You can't put your finger on it because money is merely an accumulator and medium of exchange of economic performance. The performance of services in exchange for other services without money is a perfectly valid economic exchange that can and should be booked to revenue of each of the parties, if actually performed.
Loans without any economic performance of services generate circular meaningless cash flows yeah, but that's not the case when services are actually performed.
Loans are promises to pay. Business deals are promises to perform services or deliver goods. The difference is easily lost in the details even for accountants and economists.
When comparing promises between businesses to pay versus promises between businesses to perform services, it is irrelevant that fiat currency is a federal reserve note rather than, say, bottle caps. Irrelevant.
Not quite. At least the one I found is some trickle down economics myth.
The one op is referencing is more like the dollar is used to pay off the waitstaff, who pay their rent to the landlord, who pay their over due taxes, so that the government can issue a refund to the cafe owner. The dollar ends up back in the hands of the cafe owner, who puts it back down on the table with all the debts paid off.
> True, at the beginning each resident has a $100 liability. But each also has an offsetting financial asset of $100. At the end, they all have neither. So the $100 bill acts as a clearing mechanism
The key realization is that it increases expenses at an equal rate as the revenue increase.
You get $5000 of revenue but spent $5000 on services.
You also have to pay taxes on that $5000 like other revenue.
So many small businesses will try to just exchange the services more directly in some way, or give steep discounts. (Tip: This doesn’t mean it’s entirely correct for tax/legal/accounting purposes, so don’t do big deals like this without consulting professionals. I’m just saying this is what’s done by some people)
> The part that makes it not fraud is that both parties do actually do the work.
The cheap criticisms of these deals always miss this part: something of value is traded for the dollars by both parties. Companies can’t simply circulate dollars between themselves.
If I spent $5k as a business to realize $5k in revenue the tax is zero (ignoring as you say sales VAT, etc)

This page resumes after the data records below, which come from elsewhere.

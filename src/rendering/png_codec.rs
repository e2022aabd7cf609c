use crate::error::AppError;
use embroidery_quant::Raster;
use std::io::Cursor;
use std::path::Path;

/// Decode a PNG into an RGBA8 raster.
///
/// Palette, grayscale and 16-bit images are expanded to 8-bit RGBA; images
/// without an alpha channel come back opaque.
pub fn decode_png(data: &[u8]) -> Result<Raster, AppError> {
    let mut decoder = png::Decoder::new(data);
    decoder.set_transformations(png::Transformations::normalize_to_color8());
    let mut reader = decoder
        .read_info()
        .map_err(|e| AppError::PngDecode(e.to_string()))?;

    let mut buf = vec![0; reader.output_buffer_size()];
    let info = reader
        .next_frame(&mut buf)
        .map_err(|e| AppError::PngDecode(e.to_string()))?;
    let bytes = &buf[..info.buffer_size()];

    let rgba: Vec<u8> = match info.color_type {
        png::ColorType::Rgba => bytes.to_vec(),
        png::ColorType::Rgb => bytes
            .chunks_exact(3)
            .flat_map(|p| [p[0], p[1], p[2], 255])
            .collect(),
        png::ColorType::GrayscaleAlpha => bytes
            .chunks_exact(2)
            .flat_map(|p| [p[0], p[0], p[0], p[1]])
            .collect(),
        png::ColorType::Grayscale => bytes.iter().flat_map(|&v| [v, v, v, 255]).collect(),
        png::ColorType::Indexed => {
            return Err(AppError::PngDecode(
                "indexed color was not expanded".to_string(),
            ))
        }
    };

    Ok(Raster::new(info.width as usize, info.height as usize, rgba)?)
}

/// Encode a raster as an 8-bit RGBA PNG.
pub fn encode_png(raster: &Raster) -> Result<Vec<u8>, AppError> {
    let unsupported = || AppError::UnsupportedDimensions {
        width: raster.width(),
        height: raster.height(),
    };
    if raster.is_empty() {
        return Err(unsupported());
    }
    let width = u32::try_from(raster.width()).map_err(|_| unsupported())?;
    let height = u32::try_from(raster.height()).map_err(|_| unsupported())?;

    let mut buf = Cursor::new(Vec::new());
    {
        let mut encoder = png::Encoder::new(&mut buf, width, height);
        encoder.set_color(png::ColorType::Rgba);
        encoder.set_depth(png::BitDepth::Eight);
        encoder.set_compression(png::Compression::Default);
        let mut writer = encoder
            .write_header()
            .map_err(|e| AppError::PngEncode(e.to_string()))?;
        writer
            .write_image_data(raster.pixels())
            .map_err(|e| AppError::PngEncode(e.to_string()))?;
    }
    Ok(buf.into_inner())
}

/// Read and decode a PNG file.
pub fn read_png(path: &Path) -> Result<Raster, AppError> {
    let data = std::fs::read(path)?;
    decode_png(&data)
}

/// Encode a raster and write it to `path`.
pub fn write_png(path: &Path, raster: &Raster) -> Result<(), AppError> {
    let data = encode_png(raster)?;
    std::fs::write(path, data)?;
    Ok(())
}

The problem comes when the $5k you “traded” also didn’t cover the actual expense to provide the $5k you “earned” - now you have an actual loss even if cash didn’t flow.
I could imagine somewhere trying to make that the rule, but I have a hard time imagining that rule being enforceable.

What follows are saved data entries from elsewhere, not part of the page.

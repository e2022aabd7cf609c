//! Palette types, construction and nearest-color matching
//!
//! [`PaletteBuilder`] reduces an image's [`ColorHistogram`] to a
//! [`Palette`]; the palette then answers nearest-color queries in Lab for
//! the ditherer.

mod builder;
mod error;
mod histogram;
mod options;
mod palette;

pub use builder::PaletteBuilder;
pub use error::{PaletteError, ParseColorError};
pub use histogram::{ColorHistogram, HistogramEntry, MAX_SAMPLED_PIXELS};
pub use options::{QuantizationParameters, EMBROIDERY_INTENSITY_CAP, MIN_COLOR_COUNT};
pub use palette::{Palette, MAX_PALETTE_LEN};
//! Bilateral filter parameters.

use serde::{Deserialize, Serialize};

use crate::api::{QuantError, Stage};

/// Parameters for [`BilateralFilter`](super::BilateralFilter).
///
/// # Defaults
///
/// `sigma_space` 15, `sigma_color` 30, `kernel_size` 9, `iterations` 1.
///
/// # Example
///
/// ```
/// use embroidery_quant::FilterParameters;
///
/// let params = FilterParameters::default().kernel_size(5).iterations(2);
/// assert!(params.validate().is_ok());
/// assert_eq!(params.radius(), 2);
///
/// assert!(FilterParameters::default().kernel_size(4).validate().is_err());
/// ```
#[derive(Debug, Clone, PartialEq, Serialize, Deserialize)]
#[serde(default)]
pub struct FilterParameters {
    /// Spatial falloff in pixels.
    pub sigma_space: f64,
    /// Color falloff in RGB units.
    pub sigma_color: f64,
    /// Window side length; odd.
    pub kernel_size: usize,
    /// Number of passes, each filtering the previous output.
    pub iterations: usize,
}

impl Default for FilterParameters {
    fn default() -> Self {
        Self {
            sigma_space: 15.0,
            sigma_color: 30.0,
            kernel_size: 9,
            iterations: 1,
        }
    }
}

impl FilterParameters {
    /// Parameters tuned to the image size: larger images get a smaller
    /// window so a pass stays affordable.
    ///
    /// ```
    /// use embroidery_quant::FilterParameters;
    ///
    /// assert_eq!(FilterParameters::for_pixel_count(4_000_000).kernel_size, 7);
    /// assert_eq!(FilterParameters::for_pixel_count(100_000).kernel_size, 11);
    /// ```
    pub fn for_pixel_count(pixels: usize) -> Self {
        let (sigma_space, sigma_color, kernel_size) = if pixels > 1_000_000 {
            (10.0, 25.0, 7)
        } else if pixels > 500_000 {
            (12.0, 30.0, 9)
        } else {
            (15.0, 35.0, 11)
        };
        Self {
            sigma_space,
            sigma_color,
            kernel_size,
            iterations: 1,
        }
    }

    /// Set the spatial sigma.
    #[inline]
    pub fn sigma_space(mut self, sigma: f64) -> Self {
        self.sigma_space = sigma;
        self
    }

    /// Set the color sigma.
    #[inline]
    pub fn sigma_color(mut self, sigma: f64) -> Self {
        self.sigma_color = sigma;
        self
    }

    /// Set the window size.
    #[inline]
    pub fn kernel_size(mut self, size: usize) -> Self {
        self.kernel_size = size;
        self
    }

    /// Set the number of passes.
    #[inline]
    pub fn iterations(mut self, iterations: usize) -> Self {
        self.iterations = iterations;
        self
    }

    /// Window radius, `kernel_size / 2`.
    #[inline]
    pub fn radius(&self) -> usize {
        self.kernel_size / 2
    }

    /// Check the parameters before any pixel work.
    ///
    /// # Errors
    ///
    /// [`QuantError::InvalidParameter`] when a sigma is not strictly positive
    /// (NaN included), `kernel_size` is zero or even, or `iterations` is zero.
    pub fn validate(&self) -> Result<(), QuantError> {
        if !(self.sigma_space > 0.0) {
            return Err(QuantError::invalid(
                Stage::Filter,
                format!("sigma_space must be positive, got {}", self.sigma_space),
            ));
        }
        if !(self.sigma_color > 0.0) {
            return Err(QuantError::invalid(
                Stage::Filter,
                format!("sigma_color must be positive, got {}", self.sigma_color),
            ));
        }
        if self.kernel_size == 0 || self.kernel_size % 2 == 0 {
            return Err(QuantError::invalid(
                Stage::Filter,
                format!("kernel_size must be odd and positive, got {}", self.kernel_size),
            ));
        }
        if self.iterations == 0 {
            return Err(QuantError::invalid(Stage::Filter, "iterations must be at least 1"));
        }
        Ok(())
    }
}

At least for US federal taxes, losses do not need to be tied to revenue. As long as they occur in the same tax year, you can deduct. You can also carryover losses to future years, or pass them through to personal income deductions; but the rules there get more complicated.
Yeah from a tax standpoint you're fine, but from a "whole business cash-flow" concept you could end up in the hole even though on paper you traded $5k for $5k (accountants might have it booked somewhere as "goodwill" or something to make the books balance).
> The part that makes it not fraud is that both parties do actually do the work.
It's far more nuanced than that.
If you do the work but undervalue it, it's likely tax fraud.
If you do the work but overvalue it, it's likely investor fraud.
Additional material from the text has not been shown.